Reason 5: feel like a hacker
As much as I praise the flexibility of Google Sheets, it also has obvious limitations. Not everything is possible or practical, so it’s important to learn what you have at your disposal and decide whether a spreadsheet is actually appropriate. I’m pretty good (and lucky) at making that assessment, so I have yet to run into a situation where I discover that the thing I want to do is impossible. In fact, my usual discovery is that more is possible than I originally thought.
Building things in Google Sheets is thrilling. Compared to conventional coding, spreadsheet development is a unique problem-solving experience because of the distinct interface and its set of limitations. For once, you’re not using a framework designed for the job.
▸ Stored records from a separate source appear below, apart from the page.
use crate::selector::SelectorSet;
use serde::{Deserialize, Serialize};
use std::fmt;
use std::path::PathBuf;
use std::time::Duration;

pub const DEFAULT_TARGET_URL: &str = "http://localhost:8193/x_mgr/start/index.html#/user/login";

/// Everything a login run needs. Built once and never mutated by the runner.
#[derive(Clone, Serialize, Deserialize)]
#[serde(default)]
pub struct LoginConfig {
    pub target_url: String,
    pub username: String,
    #[serde(skip_serializing)]
    pub password: String,
    /// Launch the browser without a window.
    pub headless: bool,
    pub chrome_path: Option<PathBuf>,
    /// Attach to a running browser through its DevTools WebSocket URL.
    pub remote_url: Option<String>,
    pub screenshots: ScreenshotConfig,
    pub timeouts: Timeouts,
    pub selectors: SelectorSet,
}

impl Default for LoginConfig {
    fn default() -> Self {
        Self {
            target_url: DEFAULT_TARGET_URL.to_string(),
            username: "superadmin".to_string(),
            password: String::new(),
            // Unattended runs have no display; `--visible` opts back in.
            headless: true,
            chrome_path: None,
            remote_url: None,
            screenshots: ScreenshotConfig::default(),
            timeouts: Timeouts::default(),
            selectors: SelectorSet::default(),
        }
    }
}

impl fmt::Debug for LoginConfig {
    fn fmt(&self, f: &mut fmt::Formatter<'_>) -> fmt::Result {
        f.debug_struct("LoginConfig")
            .field("target_url", &self.target_url)
            .field("username", &self.username)
            .field("password", &"<redacted>")
            .field("headless", &self.headless)
            .field("chrome_path", &self.chrome_path)
            .field("remote_url", &self.remote_url)
            .field("screenshots", &self.screenshots)
            .field("timeouts", &self.timeouts)
            .field("selectors", &self.selectors)
            .finish()
    }
}

#[derive(Debug, Clone, PartialEq, Eq, Serialize, Deserialize)]
#[serde(default)]
pub struct ScreenshotConfig {
    pub enabled: bool,
    pub dir: PathBuf,
    pub full_page: bool,
}

impl Default for ScreenshotConfig {
    fn default() -> Self {
        Self {
            enabled: true,
            dir: PathBuf::from("."),
            full_page: true,
        }
    }
}

/// Bounds for every wait in the workflow, in milliseconds.
#[derive(Debug, Clone, PartialEq, Eq, Serialize, Deserialize)]
#[serde(default)]
pub struct Timeouts {
    /// Session connect and every plain remote call.
    pub operation_ms: u64,
    /// Existence and visibility checks of a single locator candidate.
    pub locate_ms: u64,
    pub clickable_ms: u64,
    /// Wait per success indicator during verification.
    pub success_indicator_ms: u64,
    /// Settle period after submitting the form.
    pub navigation_settle_ms: u64,
}

impl Default for Timeouts {
    fn default() -> Self {
        Self {
            operation_ms: 30_000,
            locate_ms: 5_000,
            clickable_ms: 5_000,
            success_indicator_ms: 5_000,
            navigation_settle_ms: 10_000,
        }
    }
}

impl Timeouts {
    pub fn operation(&self) -> Duration {
        Duration::from_millis(self.operation_ms)
    }

    pub fn locate(&self) -> Duration {
        Duration::from_millis(self.locate_ms)
    }

    pub fn clickable(&self) -> Duration {
        Duration::from_millis(self.clickable_ms)
    }

    pub fn success_indicator(&self) -> Duration {
        Duration::from_millis(self.success_indicator_ms)
    }

    pub fn navigation_settle(&self) -> Duration {
        Duration::from_millis(self.navigation_settle_ms)
    }

    /// Every timeout shortened to `ms`. Handy for fast tests.
    pub fn uniform(ms: u64) -> Self {
        Self {
            operation_ms: ms,
            locate_ms: ms,
            clickable_ms: ms,
            success_indicator_ms: ms,
            navigation_settle_ms: ms,
        }
    }

    pub(crate) fn all(&self) -> [(&'static str, u64); 5] {
        [
            ("operation_ms", self.operation_ms),
            ("locate_ms", self.locate_ms),
            ("clickable_ms", self.clickable_ms),
            ("success_indicator_ms", self.success_indicator_ms),
            ("navigation_settle_ms", self.navigation_settle_ms),
        ]
    }
}
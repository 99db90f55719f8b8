pub mod loader;
pub mod schema;

pub use loader::{ConfigError, ConfigLoader, validate};
pub use schema::{DEFAULT_TARGET_URL, LoginConfig, ScreenshotConfig, Timeouts};
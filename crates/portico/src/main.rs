mod settings;

use clap::Parser;
use portico_engine::WorkflowResult;
use portico_engine::workflow::WorkflowRunner;
use portico_h::backend::HeadlessBackend;
use settings::Args;
use std::process::ExitCode;
use tracing_subscriber::EnvFilter;

#[tokio::main]
async fn main() -> ExitCode {
    // Logs go to stderr; stdout only carries the result.
    tracing_subscriber::fmt()
        .with_env_filter(
            EnvFilter::try_from_default_env().unwrap_or_else(|_| EnvFilter::new("info")),
        )
        .with_writer(std::io::stderr)
        .init();

    let args = Args::parse();
    let outcome = run(&args).await;
    report(&outcome, args.json);
    ExitCode::from(exit_status(&outcome))
}

async fn run(args: &Args) -> anyhow::Result<WorkflowResult> {
    let config = settings::load(args).await?;
    tracing::debug!("Resolved configuration: {:?}", config);

    let mut runner = WorkflowRunner::new(HeadlessBackend::new(), config);
    let outcome = runner.run().await;
    runner.cleanup().await;
    Ok(outcome?)
}

fn report(outcome: &anyhow::Result<WorkflowResult>, json: bool) {
    match outcome {
        Ok(result) if json => match serde_json::to_string_pretty(result) {
            Ok(rendered) => println!("{}", rendered),
            Err(e) => eprintln!("Failed to render result: {}", e),
        },
        Ok(result) if result.success => println!("Workflow completed successfully"),
        Ok(result) => println!(
            "Workflow failed: {}",
            result.error.as_deref().unwrap_or("unknown error")
        ),
        Err(e) if json => {
            let rendered = serde_json::json!({ "success": false, "error": format!("{:#}", e) });
            println!("{}", rendered);
        }
        Err(e) => eprintln!("Workflow error: {:#}", e),
    }
}

/// 0 only for a verified login; 1 for a rejected, ambiguous or aborted run.
fn exit_status(outcome: &anyhow::Result<WorkflowResult>) -> u8 {
    match outcome {
        Ok(result) if result.success => 0,
        _ => 1,
    }
}
use super::result::WorkflowResult;
use super::step::login_steps;
use super::verify::Verifier;
use crate::backend::{Backend, ConnectOptions, bounded};
use crate::config::LoginConfig;
use crate::diagnostics::SnapshotRecorder;
use crate::error::WorkflowError;
use crate::locator::locate;
use crate::selector::SelectorGroup;
use std::time::Duration;
use tracing::{debug, error, info, warn};

/// Drives one browser session through the login workflow.
///
/// The runner owns the backend from construction through `cleanup`; nothing
/// else touches the session.
pub struct WorkflowRunner<B: Backend> {
    backend: B,
    config: LoginConfig,
    snapshots: SnapshotRecorder,
}

impl<B: Backend> WorkflowRunner<B> {
    pub fn new(backend: B, config: LoginConfig) -> Self {
        let snapshots = SnapshotRecorder::new(config.screenshots.clone());
        Self {
            backend,
            config,
            snapshots,
        }
    }

    pub fn config(&self) -> &LoginConfig {
        &self.config
    }

    pub fn backend(&self) -> &B {
        &self.backend
    }

    /// Snapshot tags captured during the current run.
    pub fn snapshots(&self) -> &[String] {
        self.snapshots.tags()
    }

    fn operation_timeout(&self) -> Duration {
        self.config.timeouts.operation()
    }

    pub async fn initialize(&mut self) -> bool {
        info!("Initializing browser...");
        let options = ConnectOptions {
            chrome_path: self.config.chrome_path.clone(),
            remote_url: self.config.remote_url.clone(),
            headless: self.config.headless,
            timeout: self.operation_timeout(),
        };

        let timeout = self.operation_timeout();
        match bounded("connect", timeout, self.backend.connect(&options)).await {
            Ok(()) => {
                info!("Browser initialized successfully");
                true
            }
            Err(e) => {
                error!("{}", WorkflowError::Connection(e));
                false
            }
        }
    }

    pub async fn navigate(&mut self) -> bool {
        let url = self.config.target_url.clone();
        let timeout = self.operation_timeout();
        info!("Navigating to: {}", url);

        let loaded = async {
            bounded("navigate", timeout, self.backend.navigate(&url)).await?;
            bounded("wait_for_load", timeout, self.backend.wait_for_load(timeout)).await
        };
        match loaded.await {
            Ok(()) => {
                info!("Page loaded successfully");
                true
            }
            Err(e) => {
                error!("{}", WorkflowError::Navigation(e));
                false
            }
        }
    }

    /// First present and visible candidate of `group`.
    pub async fn locate(
        &mut self,
        group: &SelectorGroup,
        per_selector_timeout: Duration,
    ) -> Result<String, WorkflowError> {
        locate(&mut self.backend, group, per_selector_timeout).await
    }

    /// Locate the field, clear it and type `value` into it.
    pub async fn fill_field(&mut self, group: &SelectorGroup, value: &str) -> bool {
        let per_selector = self.config.timeouts.locate();
        let selector = match self.locate(group, per_selector).await {
            Ok(selector) => selector,
            Err(e) => {
                error!("Failed to fill field: {}", e);
                return false;
            }
        };

        let timeout = self.operation_timeout();
        let written = async {
            bounded("clear_field", timeout, self.backend.clear_field(&selector)).await?;
            bounded("type", timeout, self.backend.type_text(&selector, value)).await
        };
        match written.await {
            Ok(()) => true,
            Err(e) => {
                error!("Failed to fill '{}': {}", selector, e);
                false
            }
        }
    }

    /// Locate the trigger, wait until it is actionable and click it.
    pub async fn submit(&mut self, group: &SelectorGroup) -> bool {
        info!("Submitting login form...");
        let per_selector = self.config.timeouts.locate();
        let selector = match self.locate(group, per_selector).await {
            Ok(selector) => selector,
            Err(e) => {
                error!("Failed to submit login form: {}", e);
                return false;
            }
        };

        let clickable = self.config.timeouts.clickable();
        let timeout = self.operation_timeout();
        let clicked = async {
            bounded(
                "wait_for_clickable",
                clickable,
                self.backend.wait_for_clickable(&selector, clickable),
            )
            .await?;
            bounded("click", timeout, self.backend.click(&selector)).await
        };
        match clicked.await {
            Ok(()) => {
                info!("Login form submitted");
                true
            }
            Err(e) => {
                error!("Failed to submit login form: {}", e);
                false
            }
        }
    }

    pub async fn verify(&mut self) -> WorkflowResult {
        Verifier::new(&self.config).verify(&mut self.backend).await
    }

    /// Execute the complete login workflow.
    ///
    /// Returns `Err(WorkflowError::StepFailed)` when a step fails; the
    /// verifier is never reached in that case.
    pub async fn run(&mut self) -> Result<WorkflowResult, WorkflowError> {
        info!("Starting login automation workflow");
        self.snapshots.reset();

        for step in login_steps::<B>() {
            info!("Step: {}", step.name);
            if !(step.action)(self).await {
                self.snapshot(&format!("{}-failed", step.name)).await;
                self.snapshot("login-failed").await;
                return Err(WorkflowError::StepFailed {
                    step: step.name.to_string(),
                });
            }
        }

        info!("Waiting for login completion...");
        let settle = self.config.timeouts.navigation_settle();
        // Headroom so a backend honouring `settle` itself is never cut short.
        let guard = settle + self.operation_timeout();
        match bounded(
            "wait_for_navigation_or_timeout",
            guard,
            self.backend.wait_for_navigation_or_timeout(settle),
        )
        .await
        {
            Ok(()) => {}
            Err(e) if e.is_timeout() => debug!("No navigation within settle period"),
            Err(e) => warn!("Waiting for navigation failed: {}", e),
        }

        let result = self.verify().await;
        self.snapshot(result.snapshot_tag()).await;

        if result.success {
            info!("Login automation completed successfully");
        } else {
            info!(
                "Login automation failed: {}",
                result.error.as_deref().unwrap_or("unknown error")
            );
        }
        Ok(result)
    }

    async fn snapshot(&mut self, tag: &str) {
        let timeout = self.operation_timeout();
        self.snapshots.capture(&mut self.backend, tag, timeout).await;
    }

    /// Release the session. Never fails; calling it again is a no-op.
    pub async fn cleanup(&mut self) {
        if !self.backend.is_ready().await {
            debug!("No browser session to close");
            return;
        }

        let timeout = self.operation_timeout();
        match bounded("close", timeout, self.backend.close()).await {
            Ok(()) => info!("Browser session closed"),
            Err(e) => warn!("{}", WorkflowError::Cleanup(e)),
        }
    }
}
Building tools in Google Sheets feels like a naughty appropriaton of the software’s power-user features to do something outside its regular use case.
I love the reaction I get when others realize I’ve built what they want in a spreadsheet, because it challenges their conventional view of what a spreadsheet is for. As you work with Google Sheets, that feeling dissipates for yourself, and is replaced with confidence. You’re a spreadsheet hacker — challenge accepted.
Disclaimer: Google isn’t paying me to write this, I’m just a fan :)
P.S. my second favourite tech stack is PERN.